Design to HTML is a Figma plugin. You select a frame, and it gives you one self-contained HTML file that keeps the layout, colors, typography, and fonts. You can copy the code or download the file and open it in any browser.

The point is to skip the slow part of handoff. Instead of measuring spacing by hand and retyping styles, you export the frame and start from working markup.

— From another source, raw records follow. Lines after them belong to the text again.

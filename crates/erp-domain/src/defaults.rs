//! Valores por defecto usados para arrancar un almacenamiento vacío.
use crate::config::{Category, CategoryKind, Settings};
use crate::record::RecordId;
use once_cell::sync::Lazy;

/// Plan de cuentas predefinido: (código, nombre, naturaleza).
const CHART_OF_ACCOUNTS: [(&str, &str, CategoryKind); 19] =
  [("R01", "Prestação de Serviços", CategoryKind::Income),
   ("R02", "Venda de Materiais", CategoryKind::Income),
   ("R03", "Contratos de Manutenção", CategoryKind::Income),
   ("R04", "Juros Bancários", CategoryKind::Income),
   ("R05", "Outras Receitas", CategoryKind::Income),
   ("D01", "Compra de Materiais", CategoryKind::Expense),
   ("D02", "Salários", CategoryKind::Expense),
   ("D03", "Segurança Social (INPS)", CategoryKind::Expense),
   ("D04", "Renda", CategoryKind::Expense),
   ("D05", "Eletricidade e Água", CategoryKind::Expense),
   ("D06", "Comunicações e Internet", CategoryKind::Expense),
   ("D07", "Combustível", CategoryKind::Expense),
   ("D08", "Manutenção de Viaturas", CategoryKind::Expense),
   ("D09", "Material de Escritório", CategoryKind::Expense),
   ("D10", "Impostos e Taxas", CategoryKind::Expense),
   ("D11", "Comissões Bancárias", CategoryKind::Expense),
   ("D12", "Seguros", CategoryKind::Expense),
   ("D13", "Subcontratação", CategoryKind::Expense),
   ("D14", "Outras Despesas", CategoryKind::Expense)];

static DEFAULT_CATEGORIES: Lazy<Vec<Category>> = Lazy::new(|| {
  CHART_OF_ACCOUNTS.iter()
                   .enumerate()
                   .map(|(i, (code, name, kind))| Category { id: RecordId::Number(i as i64 + 1),
                                                              code: code.to_string(),
                                                              name: name.to_string(),
                                                              kind: kind.clone(),
                                                              ..Default::default() })
                   .collect()
});

/// Configuración inicial del sistema (moeda `CVE`, IVA 15%).
pub fn default_settings() -> Settings {
  Settings::default()
}

/// Las 19 cuentas predefinidas del plan de cuentas.
pub fn default_categories() -> Vec<Category> {
  DEFAULT_CATEGORIES.clone()
}
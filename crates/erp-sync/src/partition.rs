// Archivo: partition.rs
// Propósito: tabla estática colección -> partición. La pertenencia se
// resuelve con un `match` exhaustivo: añadir una colección sin asignarle
// partición no compila.
use serde::{Deserialize, Serialize};
use std::fmt;

/// Uno de los cuatro documentos remotos.
#[derive(Debug, Clone, Copy, PartialEq, Eq, Hash, PartialOrd, Ord, Serialize, Deserialize)]
#[serde(rename_all = "lowercase")]
pub enum Partition {
  Config,
  Crm,
  Finance,
  Operations,
}

impl Partition {
  pub const ALL: [Partition; 4] = [Partition::Config, Partition::Crm, Partition::Finance, Partition::Operations];

  /// Colecciones persistidas juntas en esta partición, en el orden del
  /// documento.
  pub fn collections(self) -> &'static [Collection] {
    match self {
      Partition::Config => &[Collection::Settings,
                             Collection::Users,
                             Collection::Categories,
                             Collection::Templates,
                             Collection::DevNotes],
      Partition::Crm => &[Collection::Clients, Collection::Employees],
      Partition::Finance => &[Collection::Transactions,
                              Collection::BankTransactions,
                              Collection::Invoices,
                              Collection::Purchases,
                              Collection::RecurringPurchases,
                              Collection::RecurringContracts],
      Partition::Operations => &[Collection::Proposals,
                                 Collection::Materials,
                                 Collection::StockMovements,
                                 Collection::Appointments,
                                 Collection::Documents],
    }
  }

  pub fn as_str(self) -> &'static str {
    match self {
      Partition::Config => "config",
      Partition::Crm => "crm",
      Partition::Finance => "finance",
      Partition::Operations => "operations",
    }
  }
}

impl fmt::Display for Partition {
  fn fmt(&self, f: &mut fmt::Formatter<'_>) -> fmt::Result {
    write!(f, "{}", self.as_str())
  }
}

/// Colección de entidades con nombre.
#[derive(Debug, Clone, Copy, PartialEq, Eq, Hash, PartialOrd, Ord)]
pub enum Collection {
  Settings,
  Users,
  Categories,
  Templates,
  DevNotes,
  Clients,
  Employees,
  Transactions,
  BankTransactions,
  Invoices,
  Purchases,
  RecurringPurchases,
  RecurringContracts,
  Proposals,
  Materials,
  StockMovements,
  Appointments,
  Documents,
}

impl Collection {
  pub const ALL: [Collection; 18] = [Collection::Settings,
                                     Collection::Users,
                                     Collection::Categories,
                                     Collection::Templates,
                                     Collection::DevNotes,
                                     Collection::Clients,
                                     Collection::Employees,
                                     Collection::Transactions,
                                     Collection::BankTransactions,
                                     Collection::Invoices,
                                     Collection::Purchases,
                                     Collection::RecurringPurchases,
                                     Collection::RecurringContracts,
                                     Collection::Proposals,
                                     Collection::Materials,
                                     Collection::StockMovements,
                                     Collection::Appointments,
                                     Collection::Documents];

  pub fn partition(self) -> Partition {
    match self {
      Collection::Settings
      | Collection::Users
      | Collection::Categories
      | Collection::Templates
      | Collection::DevNotes => Partition::Config,
      Collection::Clients | Collection::Employees => Partition::Crm,
      Collection::Transactions
      | Collection::BankTransactions
      | Collection::Invoices
      | Collection::Purchases
      | Collection::RecurringPurchases
      | Collection::RecurringContracts => Partition::Finance,
      Collection::Proposals
      | Collection::Materials
      | Collection::StockMovements
      | Collection::Appointments
      | Collection::Documents => Partition::Operations,
    }
  }

  /// Nombre del campo en los documentos JSON.
  pub fn field_name(self) -> &'static str {
    match self {
      Collection::Settings => "settings",
      Collection::Users => "users",
      Collection::Categories => "categories",
      Collection::Templates => "templates",
      Collection::DevNotes => "devNotes",
      Collection::Clients => "clients",
      Collection::Employees => "employees",
      Collection::Transactions => "transactions",
      Collection::BankTransactions => "bankTransactions",
      Collection::Invoices => "invoices",
      Collection::Purchases => "purchases",
      Collection::RecurringPurchases => "recurringPurchases",
      Collection::RecurringContracts => "recurringContracts",
      Collection::Proposals => "proposals",
      Collection::Materials => "materials",
      Collection::StockMovements => "stockMovements",
      Collection::Appointments => "appointments",
      Collection::Documents => "documents",
    }
  }

  pub fn from_field_name(name: &str) -> Option<Collection> {
    Collection::ALL.into_iter().find(|c| c.field_name() == name)
  }
}

impl fmt::Display for Collection {
  fn fmt(&self, f: &mut fmt::Formatter<'_>) -> fmt::Result {
    write!(f, "{}", self.field_name())
  }
}
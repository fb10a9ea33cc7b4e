// Archivo: engine.rs
// Propósito: motor de sincronización. Mantiene el agregado en memoria,
// descubre/crea/migra los documentos al arrancar y programa las
// escrituras diferidas por partición.
//
// Orden de candados: agregado antes que la ranura de partición. Ningún
// candado síncrono (ni referencia del DashMap) se mantiene a través de un
// `.await`; los callbacks se invocan con todos los candados liberados.
use crate::clock::{Clock, SystemClock};
use crate::collections::CollectionKey;
use crate::config::SyncConfig;
use crate::documents::{Aggregate, PartitionDocument};
use crate::errors::SyncError;
use crate::migration::{migrated_name, split_legacy};
use crate::partition::Partition;
use crate::scheduler::Debouncer;
use crate::status::{Notice, StatusHub, SyncStatus};
use chrono::{DateTime, Utc};
use dashmap::DashMap;
use docstore::{DocumentStore, FileId, StoreError};
use erp_domain::{ensure_unique_ids, Entity, RecordId, Settings};
use indexmap::IndexMap;
use log::{debug, info, warn};
use std::collections::{HashMap, HashSet};
use std::sync::atomic::{AtomicBool, Ordering};
use std::sync::{Arc, Mutex, MutexGuard};
use tokio::sync::watch;

/// Fase de carga de una partición.
#[derive(Debug, Clone, Copy, PartialEq, Eq, Default)]
pub enum PartitionPhase {
  #[default]
  Uninitialized,
  Loading,
  Ready,
}

/// Sub-estado de escritura de una partición.
#[derive(Debug, Clone, Copy, PartialEq, Eq)]
pub enum WriteState {
  Idle,
  Pending,
  Writing,
  WriteError,
}

#[derive(Debug, Default)]
struct PartitionSlot {
  handle: Option<FileId>,
  phase: PartitionPhase,
  pending: bool,
  writing: bool,
  error: Option<String>,
  /// Se incrementa con cada mutación; una escritura sólo limpia `pending`
  /// si su instantánea corresponde a la última revisión.
  revision: u64,
}

impl PartitionSlot {
  fn write_state(&self) -> WriteState {
    if self.writing {
      WriteState::Writing
    } else if self.error.is_some() {
      WriteState::WriteError
    } else if self.pending {
      WriteState::Pending
    } else {
      WriteState::Idle
    }
  }
}

pub(crate) struct EngineInner {
  pub(crate) store: Arc<dyn DocumentStore>,
  pub(crate) config: SyncConfig,
  pub(crate) clock: Arc<dyn Clock>,
  aggregate: Mutex<Aggregate>,
  pub(crate) root: Mutex<Option<FileId>>,
  ready: AtomicBool,
  slots: DashMap<Partition, PartitionSlot>,
  debouncers: HashMap<Partition, Debouncer>,
  write_locks: HashMap<Partition, tokio::sync::Mutex<()>>,
  init_lock: tokio::sync::Mutex<()>,
  pub(crate) status: StatusHub,
}

/// Resultado puro de fusionar una lista entrante con la almacenada.
#[derive(Debug)]
pub(crate) struct MergeOutcome<T> {
  pub(crate) records: Vec<T>,
  /// Etiquetas de los registros protegidos cuya modificación se rechazó.
  pub(crate) rejected: Vec<String>,
}

/// Fusiona `incoming` sobre `stored`:
/// - registro bloqueado con contenido protegido distinto: se conserva el
///   almacenado y se rechaza;
/// - mismo contenido (ignorando `updatedAt`): se conserva el almacenado;
/// - nuevo o modificado: se sella `updatedAt` (y `createdAt` si falta).
///
/// Los registros bloqueados ausentes de `incoming` se conservan al final.
pub(crate) fn merge_records<T: Entity>(stored: &[T], incoming: Vec<T>, now: DateTime<Utc>) -> MergeOutcome<T> {
  let by_id: HashMap<&RecordId, &T> = stored.iter().map(|r| (r.id(), r)).collect();
  let incoming_ids: HashSet<RecordId> = incoming.iter().map(|r| r.id().clone()).collect();
  let mut records = Vec::with_capacity(incoming.len());
  let mut rejected = Vec::new();

  for mut rec in incoming {
    match by_id.get(rec.id()) {
      Some(prev) if prev.is_locked() && prev.locked_content_differs(&rec) => {
        rejected.push(prev.label());
        records.push((*prev).clone());
      }
      Some(prev) if prev.same_content(&rec) => records.push((*prev).clone()),
      prev => {
        let meta = rec.meta_mut();
        meta.updated_at = Some(now);
        if meta.created_at.is_none() {
          meta.created_at = prev.and_then(|p| p.meta().created_at).or(Some(now));
        }
        records.push(rec);
      }
    }
  }

  for prev in stored {
    if prev.is_locked() && !incoming_ids.contains(prev.id()) {
      rejected.push(prev.label());
      records.push(prev.clone());
    }
  }
  MergeOutcome { records, rejected }
}

/// Motor de sincronización. Clonar es barato: todas las copias comparten
/// el mismo estado.
#[derive(Clone)]
pub struct SyncEngine {
  pub(crate) inner: Arc<EngineInner>,
}
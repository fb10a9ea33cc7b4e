// config.rs
use crate::record::{null_as_default, RecordId, RecordMeta};
use serde::{Deserialize, Serialize};
use serde_json::{Map, Value as JsonValue};

/// Configuración del sistema: un único objeto (no una lista).
#[derive(Debug, Clone, PartialEq, Serialize, Deserialize)]
#[serde(rename_all = "camelCase", default)]
pub struct Settings {
  pub company_name: String,
  pub nif: String,
  pub address: String,
  pub phone: String,
  pub email: String,
  pub currency: String,
  /// Tasa de IVA por defecto, en porcentaje.
  pub vat_rate: f64,
  pub invoice_series: String,
  pub language: String,
  pub payment_terms_days: u32,
  #[serde(flatten)]
  pub meta: RecordMeta,
  #[serde(flatten)]
  pub extra: Map<String, JsonValue>,
}

impl Default for Settings {
  fn default() -> Self {
    Self { company_name: String::new(),
           nif: String::new(),
           address: String::new(),
           phone: String::new(),
           email: String::new(),
           currency: "CVE".to_string(),
           vat_rate: 15.0,
           invoice_series: "FT".to_string(),
           language: "pt".to_string(),
           payment_terms_days: 30,
           meta: RecordMeta::default(),
           extra: Map::new() }
  }
}

impl Settings {
  /// Igualdad profunda ignorando los sellos de tiempo.
  pub fn same_content(&self, other: &Settings) -> bool {
    let mut candidate = other.clone();
    candidate.meta.updated_at = self.meta.updated_at;
    candidate.meta.created_at = self.meta.created_at;
    *self == candidate
  }
}

#[derive(Debug, Clone, PartialEq, Default, Serialize, Deserialize)]
#[serde(rename_all = "camelCase", default)]
pub struct User {
  #[serde(deserialize_with = "null_as_default")]
  pub id: RecordId,
  #[serde(deserialize_with = "null_as_default")]
  pub email: String,
  #[serde(deserialize_with = "null_as_default")]
  pub name: String,
  #[serde(deserialize_with = "null_as_default")]
  pub role: String,
  #[serde(deserialize_with = "null_as_default")]
  pub active: bool,
  #[serde(flatten)]
  pub meta: RecordMeta,
  #[serde(flatten)]
  pub extra: Map<String, JsonValue>,
}

impl_entity!(User, {
  fn label(&self) -> String {
    self.email.clone()
  }
});

/// Naturaleza de una cuenta del plan de cuentas (`Receita` / `Despesa`);
/// cualquier otro valor se conserva tal cual.
#[derive(Debug, Clone, PartialEq, Eq, Default, Serialize, Deserialize)]
#[serde(from = "String", into = "String")]
pub enum CategoryKind {
  #[default]
  Income,
  Expense,
  Other(String),
}

impl CategoryKind {
  pub fn as_str(&self) -> &str {
    match self {
      CategoryKind::Income => "Receita",
      CategoryKind::Expense => "Despesa",
      CategoryKind::Other(s) => s,
    }
  }
}

impl From<String> for CategoryKind {
  fn from(s: String) -> Self {
    match s.as_str() {
      "Receita" => CategoryKind::Income,
      "Despesa" => CategoryKind::Expense,
      _ => CategoryKind::Other(s),
    }
  }
}

impl From<CategoryKind> for String {
  fn from(k: CategoryKind) -> Self {
    k.as_str().to_string()
  }
}

/// Cuenta del plan de cuentas (categoría de movimientos).
#[derive(Debug, Clone, PartialEq, Default, Serialize, Deserialize)]
#[serde(rename_all = "camelCase", default)]
pub struct Category {
  #[serde(deserialize_with = "null_as_default")]
  pub id: RecordId,
  #[serde(deserialize_with = "null_as_default")]
  pub code: String,
  #[serde(deserialize_with = "null_as_default")]
  pub name: String,
  #[serde(rename = "type")]
  #[serde(deserialize_with = "null_as_default")]
  pub kind: CategoryKind,
  #[serde(flatten)]
  pub meta: RecordMeta,
  #[serde(flatten)]
  pub extra: Map<String, JsonValue>,
}

impl_entity!(Category, {
  fn label(&self) -> String {
    format!("{} {}", self.code, self.name)
  }
});

/// Plantilla de documento (propuestas, contratos, correos).
#[derive(Debug, Clone, PartialEq, Default, Serialize, Deserialize)]
#[serde(rename_all = "camelCase", default)]
pub struct Template {
  #[serde(deserialize_with = "null_as_default")]
  pub id: RecordId,
  #[serde(deserialize_with = "null_as_default")]
  pub name: String,
  #[serde(rename = "type")]
  #[serde(deserialize_with = "null_as_default")]
  pub kind: String,
  #[serde(deserialize_with = "null_as_default")]
  pub content: String,
  #[serde(flatten)]
  pub meta: RecordMeta,
  #[serde(flatten)]
  pub extra: Map<String, JsonValue>,
}

impl_entity!(Template);

#[derive(Debug, Clone, PartialEq, Default, Serialize, Deserialize)]
#[serde(rename_all = "camelCase", default)]
pub struct DevNote {
  #[serde(deserialize_with = "null_as_default")]
  pub id: RecordId,
  #[serde(deserialize_with = "null_as_default")]
  pub title: String,
  #[serde(deserialize_with = "null_as_default")]
  pub body: String,
  #[serde(deserialize_with = "null_as_default")]
  pub done: bool,
  #[serde(flatten)]
  pub meta: RecordMeta,
  #[serde(flatten)]
  pub extra: Map<String, JsonValue>,
}

impl_entity!(DevNote);
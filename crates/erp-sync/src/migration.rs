// Archivo: migration.rs
// Propósito: reparto del documento monolítico heredado en los cuatro
// documentos de partición.
use crate::documents::PartitionDocument;
use crate::errors::SyncError;
use crate::partition::{Collection, Partition};
use indexmap::IndexMap;
use log::debug;
use serde_json::{Map, Value as JsonValue};

/// Campo de marca temporal presente en todos los documentos.
const LAST_SYNC: &str = "lastSync";

/// Reparte los campos de primer nivel del documento heredado por partición.
///
/// `lastSync` se copia en las cuatro; los campos que no son una colección
/// conocida van a Config para no perderlos.
pub fn split_legacy(legacy: JsonValue) -> Result<IndexMap<Partition, PartitionDocument>, SyncError> {
  let JsonValue::Object(fields) = legacy else {
    return Err(SyncError::Migration("el documento heredado no es un objeto JSON".into()));
  };

  let mut buckets: IndexMap<Partition, Map<String, JsonValue>> =
    Partition::ALL.into_iter().map(|p| (p, Map::new())).collect();

  for (key, value) in fields {
    if key == LAST_SYNC {
      for bucket in buckets.values_mut() {
        bucket.insert(key.clone(), value.clone());
      }
      continue;
    }
    let partition = match Collection::from_field_name(&key) {
      Some(c) => c.partition(),
      None => {
        debug!("campo heredado sin colección '{}': se conserva en config", key);
        Partition::Config
      }
    };
    if let Some(bucket) = buckets.get_mut(&partition) {
      bucket.insert(key, value);
    }
  }

  let mut out = IndexMap::with_capacity(buckets.len());
  for (partition, map) in buckets {
    let doc = PartitionDocument::from_json(partition, JsonValue::Object(map))
      .map_err(|e| SyncError::Migration(format!("partición {}: {}", partition, e)))?;
    out.insert(partition, doc);
  }
  Ok(out)
}

/// Nombre con el que se pone en cuarentena el archivo heredado.
pub fn migrated_name(legacy_name: &str, date: &str) -> String {
  format!("{}.migrated-{}.bak", legacy_name, date)
}
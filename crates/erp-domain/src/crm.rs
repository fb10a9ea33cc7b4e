// crm.rs
use crate::record::{null_as_default, RecordId, RecordMeta};
use serde::{Deserialize, Serialize};
use serde_json::{Map, Value as JsonValue};

#[derive(Debug, Clone, PartialEq, Default, Serialize, Deserialize)]
#[serde(rename_all = "camelCase", default)]
pub struct Client {
  #[serde(deserialize_with = "null_as_default")]
  pub id: RecordId,
  #[serde(deserialize_with = "null_as_default")]
  pub name: String,
  #[serde(deserialize_with = "null_as_default")]
  pub nif: String,
  #[serde(deserialize_with = "null_as_default")]
  pub email: String,
  #[serde(deserialize_with = "null_as_default")]
  pub phone: String,
  #[serde(deserialize_with = "null_as_default")]
  pub address: String,
  #[serde(flatten)]
  pub meta: RecordMeta,
  #[serde(flatten)]
  pub extra: Map<String, JsonValue>,
}

impl_entity!(Client, {
  fn label(&self) -> String {
    self.name.clone()
  }
});

#[derive(Debug, Clone, PartialEq, Default, Serialize, Deserialize)]
#[serde(rename_all = "camelCase", default)]
pub struct Employee {
  #[serde(deserialize_with = "null_as_default")]
  pub id: RecordId,
  #[serde(deserialize_with = "null_as_default")]
  pub name: String,
  #[serde(deserialize_with = "null_as_default")]
  pub nif: String,
  #[serde(deserialize_with = "null_as_default")]
  pub position: String,
  #[serde(deserialize_with = "null_as_default")]
  pub salary: f64,
  #[serde(deserialize_with = "null_as_default")]
  pub active: bool,
  #[serde(flatten)]
  pub meta: RecordMeta,
  #[serde(flatten)]
  pub extra: Map<String, JsonValue>,
}

impl_entity!(Employee, {
  fn label(&self) -> String {
    self.name.clone()
  }
});
mod common;

use common::{settle, Harness};
use erp_domain::{Invoice, InvoiceStatus, LineItem, Material, MaterialKind, Proposal, RecordId, Settings};
use erp_sync::{NoticeLevel, Partition, SyncEngine, SyncError};
use serde_json::json;
use tokio_test::assert_ok;

fn material(engine: &SyncEngine, kind: MaterialKind, name: &str) -> Material {
  let code = engine.materials().next_code(&kind).unwrap();
  Material { id: RecordId::Text(code.clone()),
             code,
             name: name.into(),
             kind,
             ..Default::default() }
}

fn issued_invoice() -> Invoice {
  Invoice { id: RecordId::Number(1),
            number: "FT 2026/0001".into(),
            client_name: "Hotel Praia".into(),
            client_nif: "254000111".into(),
            items: vec![LineItem { description: "Manutenção AC".into(),
                                   quantity: 1.0,
                                   unit_price: 1000.0,
                                   total: 1000.0,
                                   ..Default::default() }],
            total: 1000.0,
            status: InvoiceStatus::Issued,
            ..Default::default() }
}

#[tokio::test(start_paused = true)]
async fn material_codes_follow_the_catalogue() {
  let h = Harness::without_backups();
  assert_ok!(h.engine.init().await);

  assert_eq!(h.engine.materials().next_code(&MaterialKind::Material).unwrap(), "M000001");
  let first = material(&h.engine, MaterialKind::Material, "Gás R410A");
  h.engine.materials().save(vec![first.clone()]).unwrap();
  assert_eq!(h.engine.materials().next_code(&MaterialKind::Material).unwrap(), "M000002");
  assert_eq!(h.engine.materials().next_code(&MaterialKind::Service).unwrap(), "S000001");

  let service = material(&h.engine, MaterialKind::Service, "Instalação");
  h.engine.materials().save(vec![first, service]).unwrap();
  assert_eq!(h.engine.materials().next_code(&MaterialKind::Service).unwrap(), "S000002");
}

#[tokio::test(start_paused = true)]
async fn issued_invoice_content_cannot_change() {
  let h = Harness::without_backups();
  assert_ok!(h.engine.init().await);
  h.engine.invoices().save(vec![issued_invoice()]).unwrap();

  let mut tampered = issued_invoice();
  tampered.total = 1200.0;
  let returned = h.engine.invoices().save(vec![tampered]).unwrap();
  assert_eq!(returned[0].total, 1000.0);
  assert_eq!(h.engine.invoices().get(&RecordId::Number(1)).unwrap().unwrap().total, 1000.0);
  let rejections: Vec<_> = h.notices()
                            .into_iter()
                            .filter(|n| n.level == NoticeLevel::Warning)
                            .collect();
  assert_eq!(rejections.len(), 1);
  assert!(rejections[0].message.contains("FT 2026/0001"));
  assert_eq!(rejections[0].partition, Some(Partition::Finance));

  let mut noted = issued_invoice();
  noted.notes = "Pago por transferência".into();
  let returned = h.engine.invoices().save(vec![noted]).unwrap();
  assert_eq!(returned[0].notes, "Pago por transferência");
  assert_eq!(h.notices().iter().filter(|n| n.level == NoticeLevel::Warning).count(), 1);

  settle().await;
  let written = &h.store.writes()[0].1;
  assert_eq!(written["invoices"][0]["total"], json!(1000.0));
  assert_eq!(written["invoices"][0]["notes"], json!("Pago por transferência"));
}

#[tokio::test(start_paused = true)]
async fn issued_invoice_can_be_soft_deleted_but_not_dropped() {
  let h = Harness::without_backups();
  assert_ok!(h.engine.init().await);
  h.engine.invoices().save(vec![issued_invoice()]).unwrap();

  let returned = h.engine.invoices().save(Vec::new()).unwrap();
  assert_eq!(returned.len(), 1);

  let mut deleted = issued_invoice();
  deleted.meta.deleted = true;
  let returned = h.engine.invoices().save(vec![deleted]).unwrap();
  assert!(returned[0].meta.deleted);
  assert!(h.engine.invoices().get_active().unwrap().is_empty());
  assert_eq!(h.engine.invoices().get_all().unwrap().len(), 1);
}

#[tokio::test(start_paused = true)]
async fn issued_invoice_cannot_be_reopened_as_draft() {
  let h = Harness::without_backups();
  assert_ok!(h.engine.init().await);
  h.engine.invoices().save(vec![issued_invoice()]).unwrap();

  let mut reopened = issued_invoice();
  reopened.status = InvoiceStatus::Draft;
  let returned = h.engine.invoices().save(vec![reopened]).unwrap();
  assert_eq!(returned[0].status, InvoiceStatus::Issued);

  let mut retotalled = issued_invoice();
  retotalled.status = InvoiceStatus::Draft;
  retotalled.total = 1.0;
  let returned = h.engine.invoices().save(vec![retotalled]).unwrap();
  assert_eq!(returned[0].total, 1000.0);
  assert_eq!(h.notices().iter().filter(|n| n.level == NoticeLevel::Warning).count(), 2);

  let mut cancelled = issued_invoice();
  cancelled.status = InvoiceStatus::Cancelled;
  let returned = h.engine.invoices().save(vec![cancelled]).unwrap();
  assert_eq!(returned[0].status, InvoiceStatus::Cancelled);
}

#[tokio::test(start_paused = true)]
async fn draft_invoice_is_freely_editable_and_numbered() {
  let h = Harness::without_backups();
  assert_ok!(h.engine.init().await);
  let year = h.engine.current_year();
  assert_eq!(year, 2026);

  let number = h.engine.invoices().next_number(year).unwrap();
  assert_eq!(number, "FT 2026/0001");
  let draft = Invoice { id: RecordId::Number(h.engine.invoices().next_id().unwrap()),
                        number,
                        total: 50.0,
                        ..Default::default() };
  h.engine.invoices().save(vec![draft.clone()]).unwrap();
  let mut edited = draft;
  edited.total = 75.0;
  assert_eq!(h.engine.invoices().save(vec![edited]).unwrap()[0].total, 75.0);
  assert_eq!(h.engine.invoices().next_number(year).unwrap(), "FT 2026/0002");

  let mut settings = h.engine.settings().get().unwrap();
  settings.invoice_series = "FR".into();
  h.engine.settings().save(settings).unwrap();
  assert_eq!(h.engine.invoices().next_number(year).unwrap(), "FR 2026/0001");
}

#[tokio::test(start_paused = true)]
async fn proposal_numbers_and_duplicate_ids() {
  let h = Harness::without_backups();
  assert_ok!(h.engine.init().await);
  assert_eq!(h.engine.proposals().next_number(2026).unwrap(), "PROP-2026-001");

  let p = Proposal { id: RecordId::Number(1),
                     number: "PROP-2026-001".into(),
                     ..Default::default() };
  let err = h.engine.proposals().save(vec![p.clone(), p.clone()]).unwrap_err();
  assert!(matches!(err, SyncError::Domain(_)));
  assert!(h.engine.proposals().get_all().unwrap().is_empty());
  assert!(h.engine.pending_partitions().is_empty());

  h.engine.proposals().save(vec![p]).unwrap();
  assert_eq!(h.engine.proposals().next_number(2026).unwrap(), "PROP-2026-002");
  assert_eq!(h.engine.proposals().next_id().unwrap(), 2);
}

#[tokio::test(start_paused = true)]
async fn settings_save_stamps_and_schedules_config_write() {
  let h = Harness::without_backups();
  assert_ok!(h.engine.init().await);

  let unchanged = h.engine.settings().save(h.engine.settings().get().unwrap()).unwrap();
  assert!(unchanged.meta.updated_at.is_none());
  assert!(h.engine.pending_partitions().is_empty());

  let updated = h.engine
                 .settings()
                 .save(Settings { company_name: "Frio Lda".into(),
                                  ..h.engine.settings().get().unwrap() })
                 .unwrap();
  assert!(updated.meta.updated_at.is_some());
  assert_eq!(h.engine.pending_partitions(), vec![Partition::Config]);

  settle().await;
  let config = h.store.content(&h.file("erp_config.json")).unwrap();
  assert_eq!(config["settings"]["companyName"], json!("Frio Lda"));
  assert_eq!(config["categories"].as_array().unwrap().len(), 19);
}

#[tokio::test(start_paused = true)]
async fn accessors_refuse_before_init() {
  let h = Harness::without_backups();
  assert!(matches!(h.engine.materials().next_code(&MaterialKind::Material), Err(SyncError::NotReady)));
  assert!(matches!(h.engine.clients().save(Vec::new()), Err(SyncError::NotReady)));
  assert!(matches!(h.engine.settings().get(), Err(SyncError::NotReady)));
  assert!(matches!(h.engine.flush().await, Err(SyncError::NotReady)));
  assert!(matches!(h.engine.force_sync().await, Err(SyncError::NotReady)));
}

What it reads from your design

The plugin walks the frame you selected, top to bottom, and turns each layer into an element:

  • Auto layout frames become flexbox: direction, gap, padding, alignment, and hug/fill sizing all carry over.
  • Static frames and groups become absolutely positioned children, placed at their real coordinates.
  • Fills come through as solid colors or gradients. Linear gradients keep their real angle. Radial and angular gradients export with all their stops.
  • Text keeps its content, font family, weight, size, color, alignment, line height, letter spacing, and case.
  • Vectors and icons inline as SVG, so a multi-part icon renders as one piece.
  • Image fills export as PNG data URIs, embedded right in the file.
  • Fonts used by your text are emitted as a Google Fonts link. Families that are not on Google fall back to a system font.

What you decide

Two things change the output, and both are one click:

  1. Semantic tags on or off. With them on, the plugin reads your layer names and text sizes to pick real tags: nav, header, section, footer, headings, buttons, links. With them off, everything is a div or a p.
  2. CSS or Tailwind. CSS is a plain stylesheet inside the file, good for an offline artifact. Tailwind is utility classes on each element, good for pasting into a component.

How to get a clean export

The export is only as good as the file it reads. A frame built with loose groups and generic layer names still exports, but you get a wall of divs at absolute positions. A frame built with auto layout and clear names exports as readable, semantic HTML you would be happy to commit.